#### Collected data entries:
※

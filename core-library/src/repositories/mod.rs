//! # Repository Pattern Implementation
//!
//! Repository traits and their SQLite implementations.
//!
//! ## Architecture
//!
//! - Traits define the interface so services can be tested against fakes
//! - SQLite implementations use sqlx for async database access
//! - All operations return `Result<T>` for error handling
//!
//! ## Available Repositories
//!
//! - `MediaRepository` - Posts and reels with their like state
//! - `PendingActionRepository` - Outbox of undelivered like toggles

pub mod media;
pub mod pending_actions;

pub use media::{MediaRepository, SqliteMediaRepository};
pub use pending_actions::{PendingActionRepository, SqlitePendingActionRepository};
//! Scripted and random environments.
//!
//! - [`ScriptedEnv`]: deterministic episode length, outcome, and failure
//!   injection, with every command recorded in a shared [`CallLog`].
//! - [`RandomEnv`]: seeded stochastic episodes for accounting tests.

use std::sync::{Arc, Mutex};
use std::thread;
use std::time::Duration;

use rand::{Rng, SeedableRng};
use rand_chacha::ChaCha8Rng;
use skirmish_core::{
    info_keys, names, EntityMasks, EnvError, EnvInfo, Environment, ResetOptions, ScenarioId,
    StatMap, StepInfo, StepOutcome, WorkerSeed,
};

/// One environment call as seen by a scripted environment.
#[derive(Clone, Debug, PartialEq)]
pub enum Call {
    Reset(ResetOptions),
    Step(Vec<u32>),
    Stats,
    EnvInfo,
    Close,
}

/// Thread-safe record of `(rank, call)` pairs across all workers.
#[derive(Clone, Debug, Default)]
pub struct CallLog {
    calls: Arc<Mutex<Vec<(usize, Call)>>>,
}

impl CallLog {
    pub fn new() -> Self {
        Self::default()
    }

    pub fn push(&self, rank: usize, call: Call) {
        self.calls
            .lock()
            .unwrap_or_else(|e| e.into_inner())
            .push((rank, call));
    }

    /// Snapshot of every recorded call, in arrival order.
    pub fn calls(&self) -> Vec<(usize, Call)> {
        self.calls.lock().unwrap_or_else(|e| e.into_inner()).clone()
    }

    /// Number of recorded calls matching `pred`.
    pub fn count(&self, pred: impl Fn(usize, &Call) -> bool) -> usize {
        self.calls
            .lock()
            .unwrap_or_else(|e| e.into_inner())
            .iter()
            .filter(|(rank, call)| pred(*rank, call))
            .count()
    }

    pub fn steps(&self) -> usize {
        self.count(|_, c| matches!(c, Call::Step(_)))
    }

    pub fn steps_for(&self, rank: usize) -> usize {
        self.count(|r, c| r == rank && matches!(c, Call::Step(_)))
    }

    pub fn stats_for(&self, rank: usize) -> usize {
        self.count(|r, c| r == rank && matches!(c, Call::Stats))
    }

    pub fn resets(&self) -> usize {
        self.count(|_, c| matches!(c, Call::Reset(_)))
    }

    pub fn closes(&self) -> usize {
        self.count(|_, c| matches!(c, Call::Close))
    }

    pub fn clear(&self) {
        self.calls.lock().unwrap_or_else(|e| e.into_inner()).clear();
    }
}

// ── ScriptedEnv ─────────────────────────────────────────────────

/// Behaviour of one [`ScriptedEnv`].
#[derive(Clone, Debug)]
pub struct Script {
    pub info: EnvInfo,
    /// Episode ends on this step (1-based).
    pub terminate_at: usize,
    /// Report the final step as a horizon truncation.
    pub truncated: bool,
    pub battle_won: bool,
    pub reward: f32,
    pub scenario: Option<ScenarioId>,
    pub restarts: f64,
    /// Observation field this environment never provides.
    pub omit_field: Option<&'static str>,
    /// Step (1-based) that returns a simulation error.
    pub fail_on_step: Option<usize>,
    /// Step (1-based) that panics the worker thread.
    pub panic_on_step: Option<usize>,
    /// Sleep before every step.
    pub step_delay: Option<Duration>,
}

impl Script {
    pub fn new(info: EnvInfo, terminate_at: usize) -> Self {
        Self {
            info,
            terminate_at,
            truncated: false,
            battle_won: false,
            reward: 1.0,
            scenario: None,
            restarts: 0.0,
            omit_field: None,
            fail_on_step: None,
            panic_on_step: None,
            step_delay: None,
        }
    }

    pub fn truncated(mut self) -> Self {
        self.truncated = true;
        self
    }

    pub fn won(mut self) -> Self {
        self.battle_won = true;
        self
    }

    pub fn reward(mut self, reward: f32) -> Self {
        self.reward = reward;
        self
    }

    pub fn scenario(mut self, scenario: u32) -> Self {
        self.scenario = Some(ScenarioId(scenario));
        self
    }

    pub fn restarts(mut self, restarts: f64) -> Self {
        self.restarts = restarts;
        self
    }

    pub fn omit(mut self, field: &'static str) -> Self {
        self.omit_field = Some(field);
        self
    }

    pub fn fail_on_step(mut self, step: usize) -> Self {
        self.fail_on_step = Some(step);
        self
    }

    pub fn panic_on_step(mut self, step: usize) -> Self {
        self.panic_on_step = Some(step);
        self
    }

    pub fn step_delay(mut self, delay: Duration) -> Self {
        self.step_delay = Some(delay);
        self
    }
}

/// Deterministic environment driven by a [`Script`].
///
/// Observations encode the step count: every entity, state, and obs value
/// at timestep `t` equals `t`. The last action of every agent is
/// unavailable.
pub struct ScriptedEnv {
    rank: usize,
    script: Script,
    log: CallLog,
    t: usize,
    done: bool,
}

impl ScriptedEnv {
    pub fn new(rank: usize, script: Script, log: CallLog) -> Self {
        Self {
            rank,
            script,
            log,
            t: 0,
            done: false,
        }
    }

    /// Factory for a runner: worker `r` gets `scripts[r]`.
    pub fn factory(
        scripts: Vec<Script>,
        log: CallLog,
    ) -> impl Fn(WorkerSeed) -> Result<ScriptedEnv, EnvError> + Send + Sync + 'static {
        move |seed: WorkerSeed| {
            let script = scripts
                .get(seed.rank)
                .cloned()
                .ok_or_else(|| EnvError::Construction {
                    reason: format!("no script for worker {}", seed.rank),
                })?;
            Ok(ScriptedEnv::new(seed.rank, script, log.clone()))
        }
    }

    fn provides(&self, field: &str) -> bool {
        self.script.omit_field != Some(field)
    }
}

impl Environment for ScriptedEnv {
    fn env_info(&self) -> EnvInfo {
        self.log.push(self.rank, Call::EnvInfo);
        self.script.info.clone()
    }

    fn reset(&mut self, options: &ResetOptions) -> Result<(), EnvError> {
        self.log.push(self.rank, Call::Reset(options.clone()));
        self.t = 0;
        self.done = false;
        Ok(())
    }

    fn step(&mut self, actions: &[u32]) -> Result<StepOutcome, EnvError> {
        if let Some(delay) = self.script.step_delay {
            thread::sleep(delay);
        }
        self.log.push(self.rank, Call::Step(actions.to_vec()));
        if self.done {
            return Err(EnvError::EpisodeOver);
        }
        if actions.len() != self.script.info.n_agents {
            return Err(EnvError::InvalidActions {
                expected: self.script.info.n_agents,
                got: actions.len(),
            });
        }
        self.t += 1;
        if self.script.panic_on_step == Some(self.t) {
            panic!("scripted panic at step {}", self.t);
        }
        if self.script.fail_on_step == Some(self.t) {
            return Err(EnvError::Simulation {
                reason: format!("scripted failure at step {}", self.t),
            });
        }
        let terminated = self.t >= self.script.terminate_at;
        let mut info = StepInfo::new();
        if terminated {
            self.done = true;
            info.insert(
                info_keys::BATTLE_WON,
                if self.script.battle_won { 1.0 } else { 0.0 },
            );
            if self.script.truncated {
                info.insert(info_keys::EPISODE_LIMIT, 1.0);
            }
        }
        Ok(StepOutcome {
            reward: self.script.reward,
            terminated,
            info,
        })
    }

    fn avail_actions(&self) -> Vec<f32> {
        let info = &self.script.info;
        let mut avail = vec![1.0; info.n_agents * info.n_actions];
        if info.n_actions > 1 {
            for agent in 0..info.n_agents {
                avail[agent * info.n_actions + info.n_actions - 1] = 0.0;
            }
        }
        avail
    }

    fn entities(&self) -> Option<Vec<f32>> {
        let info = &self.script.info;
        (info.n_entities > 0 && self.provides(names::ENTITIES))
            .then(|| vec![self.t as f32; info.n_entities * info.entity_dim])
    }

    fn masks(&self) -> Option<EntityMasks> {
        let info = &self.script.info;
        let n = info.n_entities;
        (n > 0 && self.provides(names::OBS_MASK) && self.provides(names::ENTITY_MASK)).then(|| {
            EntityMasks {
                obs_mask: vec![0.0; n * n],
                entity_mask: vec![0.0; n],
                gt_mask: info.has_gt_mask.then(|| vec![0.0; n * n]),
            }
        })
    }

    fn state(&self) -> Option<Vec<f32>> {
        let info = &self.script.info;
        (info.state_dim > 0 && self.provides(names::STATE))
            .then(|| vec![self.t as f32; info.state_dim])
    }

    fn obs(&self) -> Option<Vec<f32>> {
        let info = &self.script.info;
        (info.obs_dim > 0 && self.provides(names::OBS))
            .then(|| vec![self.t as f32; info.n_agents * info.obs_dim])
    }

    fn scenario(&self) -> Option<ScenarioId> {
        self.script.scenario
    }

    fn stats(&self) -> StatMap {
        self.log.push(self.rank, Call::Stats);
        let mut stats = StatMap::new();
        stats.insert("restarts".to_string(), self.script.restarts);
        stats
    }

    fn close(&mut self) {
        self.log.push(self.rank, Call::Close);
    }
}

// ── RandomEnv ───────────────────────────────────────────────────

/// Stochastic entity-scheme environment seeded from its [`WorkerSeed`].
///
/// Each step ends the episode with probability `p_end`; episodes that
/// survive to `episode_limit` are truncated. Scenarios are drawn
/// uniformly from `0..scenario_count` unless the reset forces an index.
pub struct RandomEnv {
    info: EnvInfo,
    rng: ChaCha8Rng,
    p_end: f64,
    scenario_count: u32,
    t: usize,
    done: bool,
    scenario: Option<ScenarioId>,
    episodes: u64,
}

impl RandomEnv {
    pub fn new(info: EnvInfo, seed: WorkerSeed, p_end: f64, scenario_count: u32) -> Self {
        Self {
            info,
            rng: ChaCha8Rng::seed_from_u64(seed.seed),
            p_end,
            scenario_count,
            t: 0,
            done: false,
            scenario: None,
            episodes: 0,
        }
    }
}

impl Environment for RandomEnv {
    fn env_info(&self) -> EnvInfo {
        self.info.clone()
    }

    fn reset(&mut self, options: &ResetOptions) -> Result<(), EnvError> {
        self.t = 0;
        self.done = false;
        self.episodes += 1;
        self.scenario = match options.index {
            Some(index) => Some(ScenarioId(index as u32)),
            None if self.scenario_count > 0 => {
                Some(ScenarioId(self.rng.random_range(0..self.scenario_count)))
            }
            None => None,
        };
        Ok(())
    }

    fn step(&mut self, actions: &[u32]) -> Result<StepOutcome, EnvError> {
        if self.done {
            return Err(EnvError::EpisodeOver);
        }
        if actions.len() != self.info.n_agents {
            return Err(EnvError::InvalidActions {
                expected: self.info.n_agents,
                got: actions.len(),
            });
        }
        self.t += 1;
        let ended = self.rng.random_bool(self.p_end);
        let truncated = !ended && self.t >= self.info.episode_limit;
        let mut info = StepInfo::new();
        if ended || truncated {
            self.done = true;
            let won = ended && self.rng.random_bool(0.5);
            info.insert(info_keys::BATTLE_WON, if won { 1.0 } else { 0.0 });
            if truncated {
                info.insert(info_keys::EPISODE_LIMIT, 1.0);
            }
        }
        Ok(StepOutcome {
            reward: self.rng.random::<f32>(),
            terminated: self.done,
            info,
        })
    }

    fn avail_actions(&self) -> Vec<f32> {
        vec![1.0; self.info.n_agents * self.info.n_actions]
    }

    fn entities(&self) -> Option<Vec<f32>> {
        Some(vec![self.t as f32; self.info.n_entities * self.info.entity_dim])
    }

    fn masks(&self) -> Option<EntityMasks> {
        let n = self.info.n_entities;
        Some(EntityMasks {
            obs_mask: vec![0.0; n * n],
            entity_mask: vec![0.0; n],
            gt_mask: None,
        })
    }

    fn scenario(&self) -> Option<ScenarioId> {
        self.scenario
    }

    fn stats(&self) -> StatMap {
        let mut stats = StatMap::new();
        stats.insert("episodes".to_string(), self.episodes as f64);
        stats
    }
}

※

#### DIRECTIONS:
Lines after the one containing "pub mod pending_actions;" are left out; every line from the start of the entries through that line is restated word for word.

#### ANSWER BOX:
filename core-library/src/repositories/mod.rs
//! # Repository Pattern Implementation
//!
//! Repository traits and their SQLite implementations.
//!
//! ## Architecture
//!
//! - Traits define the interface so services can be tested against fakes
//! - SQLite implementations use sqlx for async database access
//! - All operations return `Result<T>` for error handling
//!
//! ## Available Repositories
//!
//! - `MediaRepository` - Posts and reels with their like state
//! - `PendingActionRepository` - Outbox of undelivered like toggles

pub mod media;
pub mod pending_actions;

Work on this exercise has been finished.